Richardt Traunmüller: Die Studie, die Sie ansprechen, hatte den Zustand der Meinungsfreiheit an den Universitäten zum Gegenstand, also eine spezifischere Frage innerhalb der allgemeinen Diskussion um Meinungsfreiheit. Damals kam es zu einer Absage eines geplanten Vortrages an der Goethe-Universität in Frankfurt. Wir nahmen dies zum Anlass, um einmal genauer hinzuschauen und der Frage nachzugehen, was an dem Vorwurf, linke Studierende seien intolerant und würden ihnen nicht liebsame Meinungen unterdrücken, wirklich dran ist. Dazu haben wir eine Umfrage unter Frankfurter Studierenden der Sozialwissenschaften durchgeführt und drei zentrale Befunde gemacht. Erstens, dass tatsächlich beträchtliche Anteile der Studierenden der Ansicht waren, dass bei kontroversen Themen Redner auszuladen seien, sie nicht unterrichten sollten und deren Bücher aus der Universitätsbibliothek zu entfernen seien. Zweitens, dass sich ebenfalls eine beträchtliche Zahl der Studierenden an der Universität selbstzensiert, also womöglich aus Furcht ihre eigentlichen Ansichten nicht preisgibt. Drittens, dass es sowohl in der Intoleranz als auch im Selbstzensurverhalten klare Unterschiede nach politischer Selbstverortung gab. Politisch links orientierte Studierende waren intoleranter, rechts orientierte Studierende neigten eher dazu, sich selbst zu zensieren. Die Studie wurde dann sowohl unter methodischen als auch politischen Gesichtspunkten kritisiert, wobei sich diese beiden Aspekte auch stark vermischt haben. Die methodischen Probleme haben wir inzwischen in einer breiter angelegten Replikationsstudie behoben – und kommen wieder zu ganz ähnlichen Befunden.
Vielfach wurde der Studie ja auch vorgeworfen, sie fokussiere auf eine Hochschule, bei der linke Vorstellungswelten schon aus universitätshistorischen Gründen weiter verbreitet sind als an vielen anderen Universitäten. Schließlich vertraten am Institut für Sozialforschung in Frankfurt Adorno, Horkheimer, Habermas und andere berühmte Intellektuelle Theorien, die die links-revolutionäre Studentenbewegung um ‚‘68‘ tief beeinflussten. Aber der Witz Ihrer Studie von 2020 schien ja gerade in der Frage bestanden zu haben: Wenn es so etwas wie Cancel Culture überhaupt gibt, wo finden wir sie am ehesten? Und mit den Befunden ist zumindest der Nachweis geführt, dass Cancel Culture in dem von Ihnen beschriebenen Sinne an Hochschulen existiert. Aber sieht denn die Lage aus, wenn wir uns von der Mikrowelt der Universität Frankfurt in Richtung Totale bewegen: Welche Befunde zeigen sich denn zum Thema Meinungsfreiheit für die Hochschullandschaft in Deutschland insgesamt? Ist hier der Befund auch so eindeutig wie in Frankfurt?

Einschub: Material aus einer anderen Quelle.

//! JSON-RPC 2.0 envelopes exchanged with clients and upstreams.

use serde::{Deserialize, Serialize};
use serde_json::{Map, Value};

/// JSON-RPC protocol version string.
pub const JSONRPC_VERSION: &str = "2.0";

/// Generic proxy failure.
pub const GENERIC_ERROR_CODE: i32 = -32000;
/// The circuit breaker rejected the request.
pub const CIRCUIT_OPEN_CODE: i32 = -32001;
/// The inbound body was not valid JSON-RPC.
pub const PARSE_ERROR_CODE: i32 = -32700;

/// JSON-RPC 2.0 request message.
#[derive(Debug, Clone, PartialEq, Serialize, Deserialize)]
pub struct JsonRpcRequest {
    /// JSON-RPC version (should be "2.0").
    #[serde(default = "default_version")]
    pub jsonrpc: String,
    /// Method name.
    pub method: String,
    /// Method parameters.
    #[serde(default, skip_serializing_if = "Option::is_none")]
    pub params: Option<Value>,
    /// Request ID; absent for notifications.
    #[serde(default, skip_serializing_if = "Option::is_none")]
    pub id: Option<Value>,
}

fn default_version() -> String {
    JSONRPC_VERSION.to_string()
}

impl JsonRpcRequest {
    /// Build a request with the current protocol version.
    pub fn new(method: impl Into<String>, params: Option<Value>, id: Option<Value>) -> Self {
        Self {
            jsonrpc: default_version(),
            method: method.into(),
            params,
            id,
        }
    }
}

/// JSON-RPC 2.0 response message. Exactly one of `result` and `error` is set.
#[derive(Debug, Clone, PartialEq, Serialize, Deserialize)]
pub struct JsonRpcResponse {
    /// JSON-RPC version (should be "2.0").
    pub jsonrpc: String,
    /// Result (on success).
    #[serde(skip_serializing_if = "Option::is_none")]
    pub result: Option<Value>,
    /// Error (on failure).
    #[serde(skip_serializing_if = "Option::is_none")]
    pub error: Option<JsonRpcError>,
    /// Request ID (matches the request); serialized as `null` when unknown.
    pub id: Option<Value>,
}

/// JSON-RPC 2.0 error object.
#[derive(Debug, Clone, PartialEq, Serialize, Deserialize)]
pub struct JsonRpcError {
    /// Error code.
    pub code: i32,
    /// Error message.
    pub message: String,
    /// Optional error data.
    #[serde(skip_serializing_if = "Option::is_none")]
    pub data: Option<Value>,
}

impl JsonRpcError {
    /// Create an error object.
    pub fn new(code: i32, message: impl Into<String>, data: Option<Value>) -> Self {
        Self {
            code,
            message: message.into(),
            data,
        }
    }
}

impl JsonRpcResponse {
    /// Successful response carrying `result`.
    pub fn success(id: Option<Value>, result: Value) -> Self {
        Self {
            jsonrpc: default_version(),
            result: Some(result),
            error: None,
            id,
        }
    }

    /// Error response.
    pub fn failure(id: Option<Value>, error: JsonRpcError) -> Self {
        Self {
            jsonrpc: default_version(),
            result: None,
            error: Some(error),
            id,
        }
    }

    /// Whether this response carries an error.
    pub fn is_error(&self) -> bool {
        self.error.is_some()
    }

    /// Interpret an upstream JSON body as a response.
    ///
    /// Objects shaped like a JSON-RPC response keep their result or error; any
    /// other value becomes the `result`. The upstream `id` wins over
    /// `fallback_id` when present and non-null.
    pub fn from_upstream(body: Value, fallback_id: Option<Value>) -> Self {
        let Value::Object(mut map) = body else {
            return Self::success(fallback_id, body);
        };
        if !is_response_envelope(&map) {
            return Self::success(fallback_id, Value::Object(map));
        }

        let id = match map.remove("id") {
            Some(Value::Null) | None => fallback_id,
            Some(id) => Some(id),
        };

        if let Some(error) = map.remove("error").filter(|e| !e.is_null()) {
            match serde_json::from_value::<JsonRpcError>(error.clone()) {
                Ok(error) => return Self::failure(id, error),
                Err(_) => {
                    return Self::failure(
                        id,
                        JsonRpcError::new(GENERIC_ERROR_CODE, "Upstream returned a malformed error", Some(error)),
                    );
                }
            }
        }

        // An explicit `"result": null` is a valid success.
        Self::success(id, map.remove("result").unwrap_or(Value::Null))
    }
}

fn is_response_envelope(map: &Map<String, Value>) -> bool {
    map.contains_key("jsonrpc") && (map.contains_key("result") || map.contains_key("error"))
}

Ja, den Witz – technisch gesprochen das „most likely case design" – haben viele Kritiker nicht verstanden. Dabei ist die Logik recht einfach: Nehmen wir an, Sie möchten die Hypothese widerlegen, der Tasmanische Tiger sei ein Mythos. Alles was Sie dann tun müssten, ist ein einziges Exemplar dieses Tiers zu finden. Und natürlich würden sie es in Tasmanien suchen und nicht im Bayerischen Wald. Bei uns war die Cancel Culture gewissermaßen der Tasmanische Tiger und die Frankfurter Universität Tasmanien. Und wir sind daran gescheitert, Cancel Culture als Mythos zu entlarven.

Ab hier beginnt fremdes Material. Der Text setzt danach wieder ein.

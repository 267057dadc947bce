//! Scripted brokers shared by the proxy unit tests.

use crate::auth::{
    AuthBroker, AuthBrokerFactory, AuthBrokerRegistry, BrokerError, ConnectionConfig, DEFAULT_TOKEN_TTL,
    SessionSeed, TokenCache,
};
use crate::resilience::RetryPolicy;
use async_trait::async_trait;
use std::sync::atomic::{AtomicU32, Ordering};
use std::sync::{Arc, Mutex};
use std::time::Duration;

/// Broker issuing `token` on the first call and `token-N` on later calls,
/// or failing every call with `fail_status` when set.
pub(crate) struct FakeBroker {
    pub token: String,
    pub fail_status: Option<u16>,
    pub config: ConnectionConfig,
    pub token_calls: AtomicU32,
    pub sessions: Mutex<Vec<SessionSeed>>,
}

impl FakeBroker {
    pub fn new(token: &str, service_url: Option<&str>) -> Arc<Self> {
        Arc::new(Self {
            token: token.to_string(),
            fail_status: None,
            config: ConnectionConfig {
                service_url: service_url.map(str::to_string),
                sap_client: None,
                language: None,
            },
            token_calls: AtomicU32::new(0),
            sessions: Mutex::new(Vec::new()),
        })
    }

    pub fn with_sap_client(token: &str, service_url: &str, sap_client: &str) -> Arc<Self> {
        Arc::new(Self {
            token: token.to_string(),
            fail_status: None,
            config: ConnectionConfig {
                service_url: Some(service_url.to_string()),
                sap_client: Some(sap_client.to_string()),
                language: None,
            },
            token_calls: AtomicU32::new(0),
            sessions: Mutex::new(Vec::new()),
        })
    }

    /// Broker whose token endpoint always answers `status`.
    pub fn failing(status: u16, service_url: &str) -> Arc<Self> {
        Arc::new(Self {
            token: String::new(),
            fail_status: Some(status),
            config: ConnectionConfig {
                service_url: Some(service_url.to_string()),
                sap_client: None,
                language: None,
            },
            token_calls: AtomicU32::new(0),
            sessions: Mutex::new(Vec::new()),
        })
    }

    pub fn calls(&self) -> u32 {
        self.token_calls.load(Ordering::SeqCst)
    }
}

#[async_trait]
impl AuthBroker for FakeBroker {
    async fn get_token(&self, _destination: &str) -> Result<String, BrokerError> {
        let call = self.token_calls.fetch_add(1, Ordering::SeqCst);
        if let Some(status) = self.fail_status {
            return Err(BrokerError::Status {
                status,
                message: "uaa maintenance".to_string(),
            });
        }
        if call == 0 {
            Ok(self.token.clone())
        } else {
            Ok(format!("{}-{call}", self.token))
        }
    }

    async fn get_connection_config(&self, _destination: &str) -> Result<ConnectionConfig, BrokerError> {
        Ok(self.config.clone())
    }

    async fn save_session(&self, _destination: &str, seed: SessionSeed) -> Result<(), BrokerError> {
        self.sessions.lock().unwrap().push(seed);
        Ok(())
    }
}

struct SharedFactory(Arc<FakeBroker>);

impl AuthBrokerFactory for SharedFactory {
    fn create(&self, _destination: &str) -> Result<Arc<dyn AuthBroker>, BrokerError> {
        Ok(Arc::clone(&self.0) as Arc<dyn AuthBroker>)
    }
}

/// Token cache whose every destination resolves to `broker`, without broker retries.
pub(crate) fn token_cache(broker: &Arc<FakeBroker>) -> Arc<TokenCache> {
    let policy = RetryPolicy {
        max_retries: 0,
        retry_delay: Duration::from_millis(1),
        ..RetryPolicy::default()
    };
    token_cache_with_policy(broker, policy)
}

pub(crate) fn token_cache_with_policy(broker: &Arc<FakeBroker>, policy: RetryPolicy) -> Arc<TokenCache> {
    let registry = Arc::new(AuthBrokerRegistry::new(Arc::new(SharedFactory(Arc::clone(broker)))));
    Arc::new(TokenCache::new(registry, policy, DEFAULT_TOKEN_TTL))
}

Um zu erfahren, wie es in der deutschen Hochschullandschaft insgesamt aussieht, haben wir für die bereits erwähnte Replikationsstudie ein deutschlandweites Studierendensample verwendet. Die Studie befindet sich momentan im fortgeschrittenen Begutachtungsprozess, weshalb ich noch nicht zu weit vorgreifen möchte. An dieser Stelle vielleicht nur so viel: Es gibt unter Studierenden deutschlandweit eine große Bereitschaft, „konservative" Positionen aus der Universität zu verbannen. Und wir können aufgrund des Designs ausschließen, dass diese Cancel-Bereitschaft rein pro-sozial motiviert ist oder sich gar auf wissenschaftliche Kriterien stützt.
„Fast jeder fünfte Studierende in Deutschland zensiert sich bei kontroversen Diskussionen selbst und vermeidet es, seine ehrliche Meinung zu sagen.“
Wir haben außerdem einige Fragen zur Cancel Culture in der großangelegten „Studierendenbefragung in Deutschland" untergebracht, die von rund 16.000 Studierenden in ganz Deutschland beantwortet wurden. Dabei zeigt sich, dass es sich bei den intoleranten Studierenden um eine Minderheit handelt. So ist ‚nur‘ rund jeder Zehnte der Meinung, man solle kontroverse Gastredner auf Wunsch wieder ausladen. Etwas mehr sehen im Stören und Verhindern von Gastrednern eine legitime Form zu protestieren. Ziemlich sicher dürfte es bei der Beurteilung dieser Frage aber auf den konkreten Redner oder die konkreten Inhalte ankommen. Interpretiert man Antworten der Form „es kommt darauf an" in diese Richtung, so liegt die potenzielle Unterstützung von Ausladungen und von aktiver Störung von Gastrednern immerhin bei fast einem Drittel der Studierenden. Außerdem zensiert sich fast jeder fünfte Studierende in Deutschland bei kontroversen Diskussionen selbst und vermeidet es, seine ehrliche Meinung zu sagen.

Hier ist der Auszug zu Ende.